# How many is too many bubbles?



## mom2thebest2 (Jan 3, 2011)

This is half of our 55 tall tank. There seems to be quite a bit of bubbles, is there a "rule" when it comse to how much there should be on the top? I should add that this is a constant amount on top.


----------



## chimera779 (Jan 7, 2011)

did you ever try turning off your pumps mainly the flow of your tank and seeing if some of the bubbles went away.


----------



## mom2thebest2 (Jan 3, 2011)

chimera779 said:


> did you ever try turning off your pumps mainly the flow of your tank and seeing if some of the bubbles went away.


This isn't from the water filter, it's from the air pump/bubble stone. I'm certain because I just put the stone in yesterday and prior to it, there were no bubbles like this. (Another point that may or may not be important is there aren't any fish in here yet.) My old pump wasn't pushing enough power to put any bubbles out of the stone so I bought a new pump and stone. I want bubbles all across the back but can't seem to find a stone long enough. I'd also like to ask if someone might know why with a pump for 30-60 gallons and an 18" stone there aren't as many bubbles at the farthest end of the stone (away from the tubing) as in the beginning. The pump should be sufficient and we've always had this problem. (Course we've always used the same kind of pump too. Hmmm) It's like it can't push the air that far?
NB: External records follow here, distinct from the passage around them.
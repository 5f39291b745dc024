//! Popularity ranking by traded turnover

use crate::feed::table::{self, FeedRow};

/// Upper bound on how many popular instruments a caller can request.
pub const MAX_TOP_N: usize = 100;

/// Best quote row kept per instrument.
#[derive(Debug, Clone, PartialEq)]
pub struct PopularQuote {
    pub secid: String,
    pub board: Option<String>,
    pub last: f64,
    pub valtoday: f64,
    pub voltoday: f64,
    pub time: Option<String>,
}

/// Rank quote snapshot rows by turnover.
///
/// An instrument can show up on several pages or boards; per SECID the
/// row with the larger `VALTODAY` wins. Rows without a positive
/// last-trade price are discarded even when they are the symbol's only
/// row. Turnover ties keep the first-seen row.
pub fn rank_by_turnover(rows: &[FeedRow], top_n: usize) -> Vec<PopularQuote> {
    let top_n = top_n.clamp(1, MAX_TOP_N);

    // Vec instead of a map to keep encounter order for stable ties.
    let mut best: Vec<PopularQuote> = Vec::new();

    for row in rows {
        let secid = match table::pick_str(row, &["SECID"]) {
            Some(s) => s.trim().to_uppercase(),
            None => continue,
        };
        if secid.is_empty() {
            continue;
        }

        let last = table::pick_f64(row, &["LAST"]).unwrap_or(0.0);
        if last <= 0.0 {
            continue;
        }

        let candidate = PopularQuote {
            secid: secid.clone(),
            board: table::pick_str(row, &["BOARDID"]),
            last,
            valtoday: table::pick_f64(row, &["VALTODAY"]).unwrap_or(0.0),
            voltoday: table::pick_f64(row, &["VOLTODAY"]).unwrap_or(0.0),
            time: table::pick_str(row, &["UPDATETIME", "SYSTIME"]),
        };

        match best.iter_mut().find(|q| q.secid == secid) {
            Some(prev) => {
                if candidate.valtoday > prev.valtoday {
                    *prev = candidate;
                }
            }
            None => best.push(candidate),
        }
    }

    best.sort_by(|a, b| {
        b.valtoday
            .partial_cmp(&a.valtoday)
            .unwrap_or(std::cmp::Ordering::Equal)
    });
    best.truncate(top_n);
    best
}

#[cfg(test)]
mod tests {
    use super::*;
    use serde_json::json;

    fn quote(secid: &str, last: Option<f64>, valtoday: f64) -> FeedRow {
        json!({
            "SECID": secid,
            "BOARDID": "TQBR",
            "LAST": last,
            "VALTODAY": valtoday,
            "VOLTODAY": 1000.0,
            "UPDATETIME": "12:30:00",
        })
        .as_object()
        .unwrap()
        .clone()
    }

    #[test]
    fn zero_price_rows_are_discarded_and_turnover_orders() {
        let rows = vec![
            quote("A", Some(10.0), 100.0),
            quote("A", Some(0.0), 500.0),
            quote("B", Some(5.0), 50.0),
        ];

        let ranked = rank_by_turnover(&rows, 10);

        assert_eq!(ranked.len(), 2);
        assert_eq!(ranked[0].secid, "A");
        assert_eq!(ranked[0].valtoday, 100.0);
        assert_eq!(ranked[1].secid, "B");
    }

    #[test]
    fn larger_turnover_wins_per_secid() {
        let rows = vec![
            quote("SBER", Some(280.0), 1_000.0),
            quote("SBER", Some(281.0), 9_000.0),
        ];

        let ranked = rank_by_turnover(&rows, 10);

        assert_eq!(ranked.len(), 1);
        assert_eq!(ranked[0].valtoday, 9_000.0);
        assert_eq!(ranked[0].last, 281.0);
    }

    #[test]
    fn null_last_price_never_qualifies() {
        let rows = vec![quote("GAZP", None, 50_000.0)];
        assert!(rank_by_turnover(&rows, 10).is_empty());
    }

    #[test]
    fn top_n_truncates_after_sorting() {
        let rows = vec![
            quote("A", Some(1.0), 10.0),
            quote("B", Some(1.0), 30.0),
            quote("C", Some(1.0), 20.0),
        ];

        let ranked = rank_by_turnover(&rows, 2);

        assert_eq!(ranked.len(), 2);
        assert_eq!(ranked[0].secid, "B");
        assert_eq!(ranked[1].secid, "C");
    }

    #[test]
    fn turnover_ties_keep_encounter_order() {
        let rows = vec![
            quote("X", Some(1.0), 100.0),
            quote("Y", Some(1.0), 100.0),
        ];

        let ranked = rank_by_turnover(&rows, 10);

        assert_eq!(ranked[0].secid, "X");
        assert_eq!(ranked[1].secid, "Y");
    }
}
So I'm guessing as long as the bubbles don't overflow, there's no real guideline to go by?


----------



## Sir Chauncy (Aug 22, 2010)

It's a classic case of the pressure dropping off as bubbles escape the stone. The only way I know of to get bubbles to release evenly across an air stone is to pipe the air in at various points along the stone. This involves multiple pipes and a fair bit of jigery pokery and in my own opinion isn't worth it. 
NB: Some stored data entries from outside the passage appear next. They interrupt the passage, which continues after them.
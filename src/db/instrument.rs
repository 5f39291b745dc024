//! Instrument reference data
//!
//! One row per (secid, board). Refreshes overwrite the descriptive
//! attributes, never the identity.

use crate::db::models::{Instrument, InstrumentUpsert};
use crate::db::{fmt_ts, parse_ts};
use crate::error::Result;
use chrono::{DateTime, Utc};
use rusqlite::{params, Connection, OptionalExtension};

/// Bulk-upsert reference rows by (secid, board).
pub fn upsert_instruments(
    conn: &mut Connection,
    board: &str,
    rows: &[InstrumentUpsert],
    now: DateTime<Utc>,
) -> Result<usize> {
    if rows.is_empty() {
        return Ok(0);
    }

    let tx = conn.transaction()?;
    {
        let mut stmt = tx.prepare(
            "INSERT INTO instruments (secid, board, name, shortname, isin, lotsize, refreshed_at)
             VALUES (?1, ?2, ?3, ?4, ?5, ?6, ?7)
             ON CONFLICT (secid, board) DO UPDATE SET
                 name = excluded.name,
                 shortname = excluded.shortname,
                 isin = excluded.isin,
                 lotsize = excluded.lotsize,
                 refreshed_at = excluded.refreshed_at",
        )?;

        for row in rows {
            stmt.execute(params![
                row.secid.trim().to_uppercase(),
                board,
                row.name,
                row.shortname,
                row.isin,
                row.lotsize,
                fmt_ts(now),
            ])?;
        }
    }
    tx.commit()?;

    tracing::info!("Upserted {} instruments on {}", rows.len(), board);
    Ok(rows.len())
}

/// Point read by (secid, board).
pub fn get_instrument(conn: &Connection, secid: &str, board: &str) -> Result<Option<Instrument>> {
    let row = conn
        .query_row(
            "SELECT id, secid, board, name, shortname, isin, lotsize, refreshed_at
             FROM instruments WHERE secid = ?1 AND board = ?2",
            params![secid.trim().to_uppercase(), board],
            |row| {
                Ok((
                    row.get::<_, i64>(0)?,
                    row.get::<_, String>(1)?,
                    row.get::<_, String>(2)?,
                    row.get::<_, String>(3)?,
                    row.get::<_, String>(4)?,
                    row.get::<_, String>(5)?,
                    row.get::<_, i64>(6)?,
                    row.get::<_, String>(7)?,
                ))
            },
        )
        .optional()?;

    Ok(row.and_then(
        |(id, secid, board, name, shortname, isin, lotsize, refreshed)| {
            Some(Instrument {
                id,
                secid,
                board,
                name,
                shortname,
                isin,
                lotsize,
                refreshed_at: parse_ts(&refreshed)?,
            })
        },
    ))
}

/// Newest refresh timestamp across the whole directory.
pub fn directory_refreshed_at(conn: &Connection) -> Result<Option<DateTime<Utc>>> {
    let raw: Option<String> = conn
        .query_row(
            "SELECT refreshed_at FROM instruments ORDER BY refreshed_at DESC LIMIT 1",
            [],
            |row| row.get(0),
        )
        .optional()?;

    Ok(raw.as_deref().and_then(parse_ts))
}

#[cfg(test)]
mod tests {
    use super::*;
    use crate::db::SqliteDb;
    use chrono::TimeZone;

    fn upsert(secid: &str, name: &str, lotsize: i64) -> InstrumentUpsert {
        InstrumentUpsert {
            secid: secid.to_string(),
            name: name.to_string(),
            shortname: name.to_string(),
            isin: format!("RU000{}", secid),
            lotsize,
        }
    }

    #[test]
    fn refetch_overwrites_attributes_not_identity() {
        let db = SqliteDb::open_in_memory().unwrap();
        let t0 = Utc.with_ymd_and_hms(2026, 1, 10, 9, 0, 0).unwrap();
        let t1 = t0 + chrono::Duration::hours(1);

        db.upsert_instruments("TQBR", &[upsert("SBER", "Sberbank", 10)], t0)
            .unwrap();
        db.upsert_instruments("TQBR", &[upsert("SBER", "Sberbank PAO", 100)], t1)
            .unwrap();

        let inst = db.get_instrument("sber", "TQBR").unwrap().unwrap();
        assert_eq!(inst.secid, "SBER");
        assert_eq!(inst.name, "Sberbank PAO");
        assert_eq!(inst.lotsize, 100);
        assert_eq!(inst.refreshed_at, t1);
    }

    #[test]
    fn same_secid_on_two_boards_stays_two_rows() {
        let db = SqliteDb::open_in_memory().unwrap();
        let now = Utc.with_ymd_and_hms(2026, 1, 10, 9, 0, 0).unwrap();

        db.upsert_instruments("TQBR", &[upsert("SBER", "Sberbank", 10)], now)
            .unwrap();
        db.upsert_instruments("SMAL", &[upsert("SBER", "Sberbank lots", 1)], now)
            .unwrap();

        assert_eq!(
            db.get_instrument("SBER", "TQBR").unwrap().unwrap().lotsize,
            10
        );
        assert_eq!(
            db.get_instrument("SBER", "SMAL").unwrap().unwrap().lotsize,
            1
        );
    }

    #[test]
    fn directory_refreshed_at_tracks_newest_row() {
        let db = SqliteDb::open_in_memory().unwrap();
        assert!(db.directory_refreshed_at().unwrap().is_none());

        let t0 = Utc.with_ymd_and_hms(2026, 1, 10, 9, 0, 0).unwrap();
        let t1 = t0 + chrono::Duration::hours(3);

        db.upsert_instruments("TQBR", &[upsert("SBER", "Sberbank", 10)], t0)
            .unwrap();
        db.upsert_instruments("TQBR", &[upsert("GAZP", "Gazprom", 10)], t1)
            .unwrap();

        assert_eq!(db.directory_refreshed_at().unwrap(), Some(t1));
    }
}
You could also have several air stones and a splitter for the air pump. That might well be easier than messing about with multipe pipes and drilling extra holes into the air stone.
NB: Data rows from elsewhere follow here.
//! Command classification
//!
//! The command name is classified once, so the translator can match
//! every kind exhaustively instead of testing string prefixes.

use crate::parser::lexer::TokenizedLine;

/// What a command name means to the translator
#[derive(Debug, Clone, Copy, PartialEq, Eq)]
pub enum CommandKind {
    /// No command name at all
    Empty,
    /// `G28`
    Home,
    /// `G90` (absolute positioning) or `G21` (millimetres)
    ModeDeclaration,
    /// Any other `G` command
    Motion,
    /// `M` commands (laser / tool control)
    Machine,
    /// `T` commands (tool head selection)
    ToolSelect,
    /// Anything else
    Unknown,
}

impl CommandKind {
    /// Classify a command name. Matching is case-sensitive.
    pub fn classify(name: &str) -> Self {
        match name {
            "" => CommandKind::Empty,
            "G28" => CommandKind::Home,
            "G90" | "G21" => CommandKind::ModeDeclaration,
            _ if name.starts_with('G') => CommandKind::Motion,
            _ if name.starts_with('M') => CommandKind::Machine,
            _ if name.starts_with('T') => CommandKind::ToolSelect,
            _ => CommandKind::Unknown,
        }
    }
}

/// A tokenized line together with its classification
#[derive(Debug, Clone, PartialEq)]
pub struct Command {
    pub kind: CommandKind,
    pub tokens: TokenizedLine,
}

impl Command {
    pub fn new(tokens: TokenizedLine) -> Self {
        Self {
            kind: CommandKind::classify(&tokens.name),
            tokens,
        }
    }

    pub fn name(&self) -> &str {
        &self.tokens.name
    }

    /// Everything after the command letter, e.g. "1" for "G1"
    pub fn code(&self) -> &str {
        let mut chars = self.tokens.name.chars();
        chars.next();
        chars.as_str()
    }
}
Ooooo It has just come to methat you could get enthusiastic kids to blow down the tubes 24 hours a day. Most of the kids I know have too much energy at the best of times and this should calm them right down!


----------



## mom2thebest2 (Jan 3, 2011)

Sir Chauncy said:


> It's a classic case of the pressure dropping off as bubbles escape the stone. The only way I know of to get bubbles to release evenly across an air stone is to pipe the air in at various points along the stone. This involves multiple pipes and a fair bit of jigery pokery and in my own opinion isn't worth it.
> 
> You could also have several air stones and a splitter for the air pump. That might well be easier than messing about with multipe pipes and drilling extra holes into the air stone.
> 
> Ooooo It has just come to methat you could get enthusiastic kids to blow down the tubes 24 hours a day. Most of the kids I know have too much energy at the best of times and this should calm them right down!


 
Haha that sounds like a good punishment... err... way to show how much I love them 
I'm not going to want to mess with making the bubbles go all the way across, since I'm honestly the only one who notices! So what I got from your post is that these bubbles are fine and not to worry about them?


----------



## Sir Chauncy (Aug 22, 2010)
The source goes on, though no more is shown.